● **DATA FOR THIS EXERCISE**:
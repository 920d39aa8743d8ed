//! `GpuSource` backed by the `nvidia-smi` command line tool.

use std::io::{self, Read};
use std::path::PathBuf;
use std::process::{Command, Stdio};
use std::thread;
use std::time::{Duration, Instant};

use tracing::debug;

use crate::collector::gpu::{GpuProcessMap, GpuQueryError, merge, parse_compute_apps, parse_pmon};
use crate::collector::traits::GpuSource;

/// Default timeout of a single `nvidia-smi` invocation.
pub const DEFAULT_TIMEOUT: Duration = Duration::from_secs(2);

/// How often a running child is polled for exit.
const POLL_INTERVAL: Duration = Duration::from_millis(10);

const PMON_ARGS: &[&str] = &["pmon", "-s", "u", "-c", "1"];
const COMPUTE_APPS_ARGS: &[&str] = &[
    "--query-compute-apps=pid,used_memory,gpu_index",
    "--format=csv,noheader,nounits",
];

/// Queries per-process GPU usage by running `nvidia-smi`.
///
/// Once the binary is found to be missing the source stops spawning it and
/// reports `GpuQueryError::NotInstalled` on every call.
#[derive(Debug, Clone)]
pub struct NvidiaSmi {
    binary: PathBuf,
    timeout: Duration,
    installed: bool,
}

impl Default for NvidiaSmi {
    fn default() -> Self {
        Self::new(DEFAULT_TIMEOUT)
    }
}

impl NvidiaSmi {
    /// Creates a source that runs `nvidia-smi` from `PATH`.
    pub fn new(timeout: Duration) -> Self {
        Self::with_binary("nvidia-smi", timeout)
    }

    /// Creates a source that runs the given binary.
    pub fn with_binary(binary: impl Into<PathBuf>, timeout: Duration) -> Self {
        Self {
            binary: binary.into(),
            timeout,
            installed: true,
        }
    }

    /// Returns false once the binary has been found missing.
    pub fn is_installed(&self) -> bool {
        self.installed
    }

    fn run(&mut self, args: &[&str]) -> Result<String, GpuQueryError> {
        let result = run_with_timeout(&self.binary, args, self.timeout);
        if matches!(result, Err(GpuQueryError::NotInstalled)) {
            self.installed = false;
        }
        result
    }
}

impl GpuSource for NvidiaSmi {
    fn query_gpu_processes(&mut self) -> Result<GpuProcessMap, GpuQueryError> {
        if !self.installed {
            return Err(GpuQueryError::NotInstalled);
        }

        let pmon = self.run(PMON_ARGS);
        if matches!(pmon, Err(GpuQueryError::NotInstalled)) {
            return Err(GpuQueryError::NotInstalled);
        }
        let apps = self.run(COMPUTE_APPS_ARGS);

        match (pmon, apps) {
            (Err(e), Err(_)) => Err(e),
            (pmon, apps) => {
                let pmon_rows = match pmon {
                    Ok(out) => parse_pmon(&out),
                    Err(e) => {
                        debug!("nvidia-smi pmon failed: {}", e);
                        Vec::new()
                    }
                };
                let app_rows = match apps {
                    Ok(out) => parse_compute_apps(&out),
                    Err(e) => {
                        debug!("nvidia-smi query-compute-apps failed: {}", e);
                        Vec::new()
                    }
                };
                Ok(merge(&pmon_rows, &app_rows))
            }
        }
    }
}

/// Runs a program and returns its stdout, killing it after `timeout`.
///
/// A missing program maps to `GpuQueryError::NotInstalled`, a non-zero exit
/// to `GpuQueryError::Failed`.
pub fn run_with_timeout(
    program: impl AsRef<std::ffi::OsStr>,
    args: &[&str],
    timeout: Duration,
) -> Result<String, GpuQueryError> {
    let mut child = Command::new(program)
        .args(args)
        .stdin(Stdio::null())
        .stdout(Stdio::piped())
        .stderr(Stdio::null())
        .spawn()
        .map_err(|e| match e.kind() {
            io::ErrorKind::NotFound => GpuQueryError::NotInstalled,
            _ => GpuQueryError::Io(e),
        })?;

    // Drained on a separate thread so a chatty child never blocks on a full pipe.
    let mut stdout = child
        .stdout
        .take()
        .ok_or_else(|| GpuQueryError::Io(io::Error::other("child stdout not captured")))?;
    let reader = thread::spawn(move || -> io::Result<String> {
        let mut buf = String::new();
        stdout.read_to_string(&mut buf)?;
        Ok(buf)
    });

    let deadline = Instant::now() + timeout;
    loop {
        let exited = match child.try_wait() {
            Ok(exited) => exited,
            Err(e) => {
                let _ = child.kill();
                let _ = child.wait();
                return Err(GpuQueryError::Io(e));
            }
        };
        if let Some(status) = exited {
            let output = reader
                .join()
                .map_err(|_| GpuQueryError::Io(io::Error::other("stdout reader panicked")))??;
            if !status.success() {
                return Err(GpuQueryError::Failed(status.to_string()));
            }
            return Ok(output);
        }

        if Instant::now() >= deadline {
            let _ = child.kill();
            let _ = child.wait();
            return Err(GpuQueryError::Timeout(timeout));
        }

        thread::sleep(POLL_INTERVAL);
    }
}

● **TASK STATEMENT**: Reproduce the whole listing without changing anything.

● **SOLUTION TO THE PROBLEM**:
repository 920d39aa8743d8ed
//! `GpuSource` backed by the `nvidia-smi` command line tool.

use std::io::{self, Read};
use std::path::PathBuf;
use std::process::{Command, Stdio};
use std::thread;
use std::time::{Duration, Instant};

use tracing::debug;

use crate::collector::gpu::{GpuProcessMap, GpuQueryError, merge, parse_compute_apps, parse_pmon};
use crate::collector::traits::GpuSource;

/// Default timeout of a single `nvidia-smi` invocation.
pub const DEFAULT_TIMEOUT: Duration = Duration::from_secs(2);

/// How often a running child is polled for exit.
const POLL_INTERVAL: Duration = Duration::from_millis(10);

const PMON_ARGS: &[&str] = &["pmon", "-s", "u", "-c", "1"];
const COMPUTE_APPS_ARGS: &[&str] = &[
    "--query-compute-apps=pid,used_memory,gpu_index",
    "--format=csv,noheader,nounits",
];

/// Queries per-process GPU usage by running `nvidia-smi`.
///
/// Once the binary is found to be missing the source stops spawning it and
/// reports `GpuQueryError::NotInstalled` on every call.
#[derive(Debug, Clone)]
pub struct NvidiaSmi {
    binary: PathBuf,
    timeout: Duration,
    installed: bool,
}

impl Default for NvidiaSmi {
    fn default() -> Self {
        Self::new(DEFAULT_TIMEOUT)
    }
}

impl NvidiaSmi {
    /// Creates a source that runs `nvidia-smi` from `PATH`.
    pub fn new(timeout: Duration) -> Self {
        Self::with_binary("nvidia-smi", timeout)
    }

    /// Creates a source that runs the given binary.
    pub fn with_binary(binary: impl Into<PathBuf>, timeout: Duration) -> Self {
        Self {
            binary: binary.into(),
            timeout,
            installed: true,
        }
    }

    /// Returns false once the binary has been found missing.
    pub fn is_installed(&self) -> bool {
        self.installed
    }

    fn run(&mut self, args: &[&str]) -> Result<String, GpuQueryError> {
        let result = run_with_timeout(&self.binary, args, self.timeout);
        if matches!(result, Err(GpuQueryError::NotInstalled)) {
            self.installed = false;
        }
        result
    }
}

impl GpuSource for NvidiaSmi {
    fn query_gpu_processes(&mut self) -> Result<GpuProcessMap, GpuQueryError> {
        if !self.installed {
            return Err(GpuQueryError::NotInstalled);
        }

        let pmon = self.run(PMON_ARGS);
        if matches!(pmon, Err(GpuQueryError::NotInstalled)) {
            return Err(GpuQueryError::NotInstalled);
        }
        let apps = self.run(COMPUTE_APPS_ARGS);

        match (pmon, apps) {
            (Err(e), Err(_)) => Err(e),
            (pmon, apps) => {
                let pmon_rows = match pmon {
                    Ok(out) => parse_pmon(&out),
                    Err(e) => {
                        debug!("nvidia-smi pmon failed: {}", e);
                        Vec::new()
                    }
                };
                let app_rows = match apps {
                    Ok(out) => parse_compute_apps(&out),
                    Err(e) => {
                        debug!("nvidia-smi query-compute-apps failed: {}", e);
                        Vec::new()
                    }
                };
                Ok(merge(&pmon_rows, &app_rows))
            }
        }
    }
}

/// Runs a program and returns its stdout, killing it after `timeout`.
///
/// A missing program maps to `GpuQueryError::NotInstalled`, a non-zero exit
/// to `GpuQueryError::Failed`.
pub fn run_with_timeout(
    program: impl AsRef<std::ffi::OsStr>,
    args: &[&str],
    timeout: Duration,
) -> Result<String, GpuQueryError> {
    let mut child = Command::new(program)
        .args(args)
        .stdin(Stdio::null())
        .stdout(Stdio::piped())
        .stderr(Stdio::null())
        .spawn()
        .map_err(|e| match e.kind() {
            io::ErrorKind::NotFound => GpuQueryError::NotInstalled,
            _ => GpuQueryError::Io(e),
        })?;

    // Drained on a separate thread so a chatty child never blocks on a full pipe.
    let mut stdout = child
        .stdout
        .take()
        .ok_or_else(|| GpuQueryError::Io(io::Error::other("child stdout not captured")))?;
    let reader = thread::spawn(move || -> io::Result<String> {
        let mut buf = String::new();
        stdout.read_to_string(&mut buf)?;
        Ok(buf)
    });

    let deadline = Instant::now() + timeout;
    loop {
        let exited = match child.try_wait() {
            Ok(exited) => exited,
            Err(e) => {
                let _ = child.kill();
                let _ = child.wait();
                return Err(GpuQueryError::Io(e));
            }
        };
        if let Some(status) = exited {
            let output = reader
                .join()
                .map_err(|_| GpuQueryError::Io(io::Error::other("stdout reader panicked")))??;
            if !status.success() {
                return Err(GpuQueryError::Failed(status.to_string()));
            }
            return Ok(output);
        }

        if Instant::now() >= deadline {
            let _ = child.kill();
            let _ = child.wait();
            return Err(GpuQueryError::Timeout(timeout));
        }

        thread::sleep(POLL_INTERVAL);
    }
}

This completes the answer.